You are seeing the limit of Python's integer interning here. The CPython implementation keeps a pool of small int objects (-5 through 257) in memory and reuses them as much as possible. That is why id(a) and id(1) return the same value; both a and the literal 1 refer to the same object. That value, though, is a much larger integer (namely 1844525312). That means that Python is free to (and does) allocate separate int objects for the return value of id(a) and id(1), leading to the result you see. 1844525312 == 1844525312 is true, but id(a) and id(1) each return separate objects that represent the same value, leading to id(a) is id(1) returning false.

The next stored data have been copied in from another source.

//! Job chains.
//!
//! A chain is the ordered list of stages one request runs through:
//!
//! ```text
//! Geoprocess ─► Parse ─► Assemble ─► [Simulate] ─► Persist
//!   │
//!   └─ watershed: chunk 1 ┐
//!                 chunk 2 ├─► join
//!                 chunk n ┘
//! ```
//!
//! Each stage takes the previous stage's output, or its error. An error
//! is passed through untouched to the end of the chain, where one
//! [`FailureSink`] records it against the job.

use async_trait::async_trait;
use metrics::counter;
use serde_json::Value;
use std::fmt;
use std::sync::atomic::{AtomicBool, Ordering};
use std::sync::Arc;
use std::time::Instant;
use tokio_util::sync::CancellationToken;
use tracing::{debug, error, info, instrument};
use uuid::Uuid;

use geop_common::{ensure_distinct_keys, AreaDescriptor, GeopError, GeopResult};
use geoprocessing::{run_chunked, GeopConfig, MultiRunner, OperationSet, PartialResultSet};
use mapshed::{
    assemble_area, assemble_watershed, gather_ancillary, parse_results, AncillarySource,
    AreaInput, ParsedLayers,
};
use storage::JobStore;

use crate::request::MapshedJob;

/// Runs the hydrology simulation on an assembled model.
#[async_trait]
pub trait Simulation: Send + Sync {
    async fn simulate(&self, model: &Value) -> GeopResult<Value>;
}

/// One step of a job chain.
#[derive(Debug, Clone, Copy, PartialEq, Eq)]
pub enum Stage {
    /// Request checks made while the chain is built. Never part of a
    /// stage list; only reported for rejected requests.
    Validate,
    /// Run the MapShed operation set. `chunks` is the number of concurrent
    /// engine batches joined before the next stage.
    Geoprocess { chunks: usize },
    Parse,
    Assemble,
    Simulate,
    Persist,
}

impl Stage {
    pub fn name(&self) -> &'static str {
        match self {
            Stage::Validate => "validate",
            Stage::Geoprocess { .. } => "geoprocess",
            Stage::Parse => "parse",
            Stage::Assemble => "assemble",
            Stage::Simulate => "simulate",
            Stage::Persist => "persist",
        }
    }
}

impl fmt::Display for Stage {
    fn fmt(&self, f: &mut fmt::Formatter<'_>) -> fmt::Result {
        f.write_str(self.name())
    }
}

/// Everything stages need besides the request.
#[derive(Clone)]
pub struct ChainContext {
    pub multi: Arc<MultiRunner>,
    pub ancillary: Arc<dyn AncillarySource>,
    pub simulation: Option<Arc<dyn Simulation>>,
    pub jobs: Arc<dyn JobStore>,
    /// Weather stations averaged per area.
    pub station_count: usize,
}

/// Builds job chains for requests.
#[derive(Debug, Clone)]
pub struct ChainBuilder {
    chunk_size: usize,
}

impl ChainBuilder {
    pub fn new(config: &GeopConfig) -> Self {
        Self {
            chunk_size: config.chunk_size.max(1),
        }
    }

    /// Wire `request` to its stages. Requests that could never run are
    /// rejected with a config error.
    pub fn build(&self, job_id: Uuid, request: MapshedJob) -> GeopResult<JobChain> {
        let chunks = match &request {
            MapshedJob::Area { .. } => 1,
            MapshedJob::Watershed { sub_basins, .. } => {
                if sub_basins.is_empty() {
                    return Err(GeopError::Config("watershed has no sub-basins".to_string()));
                }
                ensure_distinct_keys(sub_basins)?;
                sub_basins.len().div_ceil(self.chunk_size)
            }
        };

        let mut stages = vec![Stage::Geoprocess { chunks }, Stage::Parse, Stage::Assemble];
        if request.options().simulate {
            stages.push(Stage::Simulate);
        }
        stages.push(Stage::Persist);

        Ok(JobChain {
            job_id,
            request,
            stages,
        })
    }
}

/// Output passed between stages.
#[derive(Debug)]
enum StageData {
    Submitted,
    Joined(PartialResultSet),
    Parsed(ParsedLayers),
    Model(Value),
}

impl StageData {
    fn kind(&self) -> &'static str {
        match self {
            StageData::Submitted => "submitted",
            StageData::Joined(_) => "joined results",
            StageData::Parsed(_) => "parsed layers",
            StageData::Model(_) => "model",
        }
    }
}

/// How a chain ended.
#[derive(Debug, Clone, PartialEq)]
pub enum ChainOutcome {
    Complete(Value),
    /// The stage that raised the error, and the error.
    Failed { stage: Stage, error: GeopError },
}

impl ChainOutcome {
    pub fn is_complete(&self) -> bool {
        matches!(self, ChainOutcome::Complete(_))
    }
}

/// Marks a job failed, at most once.
pub struct FailureSink {
    jobs: Arc<dyn JobStore>,
    job_id: Uuid,
    reported: AtomicBool,
}

impl FailureSink {
    pub fn new(jobs: Arc<dyn JobStore>, job_id: Uuid) -> Self {
        Self {
            jobs,
            job_id,
            reported: AtomicBool::new(false),
        }
    }

    /// Record `error` raised by `stage`. Later calls are ignored.
    pub async fn fail(&self, stage: Stage, error: &GeopError) {
        if self.reported.swap(true, Ordering::SeqCst) {
            debug!(job_id = %self.job_id, %stage, "Job already marked failed");
            return;
        }

        error!(
            job_id = %self.job_id,
            %stage,
            kind = error.kind(),
            error = %error,
            "Job failed"
        );
        counter!("mapshed_jobs_total", "status" => "failed").increment(1);

        if let Err(e) = self.jobs.fail(self.job_id, error.to_envelope()).await {
            error!(job_id = %self.job_id, error = %e, "Failed to record job failure");
        }
    }
}

/// A request wired to its stages.
#[derive(Debug, Clone)]
pub struct JobChain {
    job_id: Uuid,
    request: MapshedJob,
    stages: Vec<Stage>,
}

impl JobChain {
    pub fn job_id(&self) -> Uuid {
        self.job_id
    }

    pub fn stages(&self) -> &[Stage] {
        &self.stages
    }

    /// Run every stage in order and record the outcome against the job.
    #[instrument(skip_all, fields(job_id = %self.job_id, kind = self.request.kind()))]
    pub async fn run(&self, ctx: &ChainContext) -> ChainOutcome {
        let start = Instant::now();
        let sink = FailureSink::new(ctx.jobs.clone(), self.job_id);
        let mut carried: Result<StageData, (Stage, GeopError)> = Ok(StageData::Submitted);

        for stage in &self.stages {
            carried = match carried {
                Ok(data) => {
                    debug!(%stage, input = data.kind(), "Running stage");
                    self.apply(*stage, data, ctx)
                        .await
                        .map_err(|e| (*stage, e))
                }
                Err(upstream) => {
                    debug!(%stage, "Passing upstream error through");
                    Err(upstream)
                }
            };
        }

        let outcome = match carried {
            Ok(StageData::Model(result)) => ChainOutcome::Complete(result),
            Ok(other) => ChainOutcome::Failed {
                stage: Stage::Persist,
                error: GeopError::Internal(format!("chain ended with {}", other.kind())),
            },
            Err((stage, error)) => ChainOutcome::Failed { stage, error },
        };

        if let ChainOutcome::Failed { stage, error } = &outcome {
            sink.fail(*stage, error).await;
        }

        info!(
            complete = outcome.is_complete(),
            duration_ms = start.elapsed().as_millis() as u64,
            "Job chain finished"
        );

        outcome
    }

    async fn apply(
        &self,
        stage: Stage,
        data: StageData,
        ctx: &ChainContext,
    ) -> GeopResult<StageData> {
        match (stage, data) {
            (Stage::Geoprocess { chunks }, StageData::Submitted) => {
                self.geoprocess(chunks, ctx).await.map(StageData::Joined)
            }
            (Stage::Parse, StageData::Joined(results)) => parse_results(&results)
                .map(StageData::Parsed)
                .map_err(GeopError::from),
            (Stage::Assemble, StageData::Parsed(parsed)) => {
                self.assemble(&parsed, ctx).await.map(StageData::Model)
            }
            (Stage::Simulate, StageData::Model(model)) => {
                let simulation = ctx.simulation.as_ref().ok_or_else(|| {
                    GeopError::Config("simulation requested but none is configured".to_string())
                })?;
                simulation.simulate(&model).await.map(StageData::Model)
            }
            (Stage::Persist, StageData::Model(result)) => {
                self.persist(&result, ctx).await?;
                Ok(StageData::Model(result))
            }
            (stage, data) => Err(GeopError::Internal(format!(
                "stage {} cannot take {}",
                stage,
                data.kind()
            ))),
        }
    }

    async fn geoprocess(&self, chunks: usize, ctx: &ChainContext) -> GeopResult<PartialResultSet> {
        let options = self.request.options();
        let layers = ctx.multi.resolve_layers(&options.layer_overrides)?;
        let stream_lines = Value::Array(options.stream_lines.clone());
        let areas = self.request.geoprocessed_areas();

        if chunks <= 1 {
            return ctx
                .multi
                .run(OperationSet::MapshedCore, areas, &stream_lines, &layers)
                .await;
        }

        run_chunked(
            ctx.multi.clone(),
            OperationSet::MapshedCore,
            areas,
            &stream_lines,
            &layers,
            CancellationToken::new(),
        )
        .await
    }

    async fn assemble(&self, parsed: &ParsedLayers, ctx: &ChainContext) -> GeopResult<Value> {
        let result = match &self.request {
            MapshedJob::Area { area, .. } => {
                let input = area_input(area, ctx).await?;
                let model = assemble_area(&input, parsed).map_err(no_land_cover)?;
                serde_json::to_value(model)
            }
            MapshedJob::Watershed {
                watershed,
                sub_basins,
                ..
            } => {
                let whole = area_input(watershed, ctx).await?;
                let parts =
                    futures::future::try_join_all(sub_basins.iter().map(|a| area_input(a, ctx)))
                        .await?;
                let models = assemble_watershed(&whole, &parts, parsed).map_err(no_land_cover)?;
                serde_json::to_value(models)
            }
        };

        result.map_err(|e| GeopError::Internal(format!("model serialization failed: {}", e)))
    }

    async fn persist(&self, result: &Value, ctx: &ChainContext) -> GeopResult<()> {
        ctx.jobs.complete(self.job_id, result.clone()).await?;
        counter!("mapshed_jobs_total", "status" => "complete").increment(1);
        Ok(())
    }
}

async fn area_input(area: &AreaDescriptor, ctx: &ChainContext) -> GeopResult<AreaInput> {
    let ancillary = gather_ancillary(ctx.ancillary.as_ref(), area, ctx.station_count).await?;
    Ok(AreaInput {
        area: area.clone(),
        ancillary,
    })
}

/// Convert an assembly error, logging the no-land-cover case where it is
/// raised.
fn no_land_cover(err: mapshed::AssemblyError) -> GeopError {
    if err == mapshed::AssemblyError::NoLandCover {
        error!("Area has no land cover; stopping the chain");
    }
    err.into()
}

Note that with a = 1; id(a) == id(1) is not guaranteed to be true by Python itself; it's an implementation detail of a particular Python interpreter. It's allowed for an implementation to always allocate a new object for each new use, and it is allowed for an implementation to always reuse an existing object where possible. The only time Python guarantees that id(a) == id(b) for separate names a and b is if one name is assigned directly to the other (b = a or a = b).

chepner
  • 497,756
  • 71
  • 530
  • 681
  • You should use "is" instead of id()==id() because the second example can cause TOCTOU race condition when your program uses multiple threads. – Marat Mkhitaryan Sep 16 '21 at 13:30
  • It's a toy example demonstrating how the REPL interacts with interning; it doesn't need to worry about race conditions. – chepner Sep 16 '21 at 13:32
-1

The == operator compares by checking for equality:

The is operator, however, compares identities:

>> id(a)==id(1)

Since a=1 the value is same.

But for

>> id(a) is id(1)

Since id(a) and id(1) points to different objects, it is false! Hope it helped you.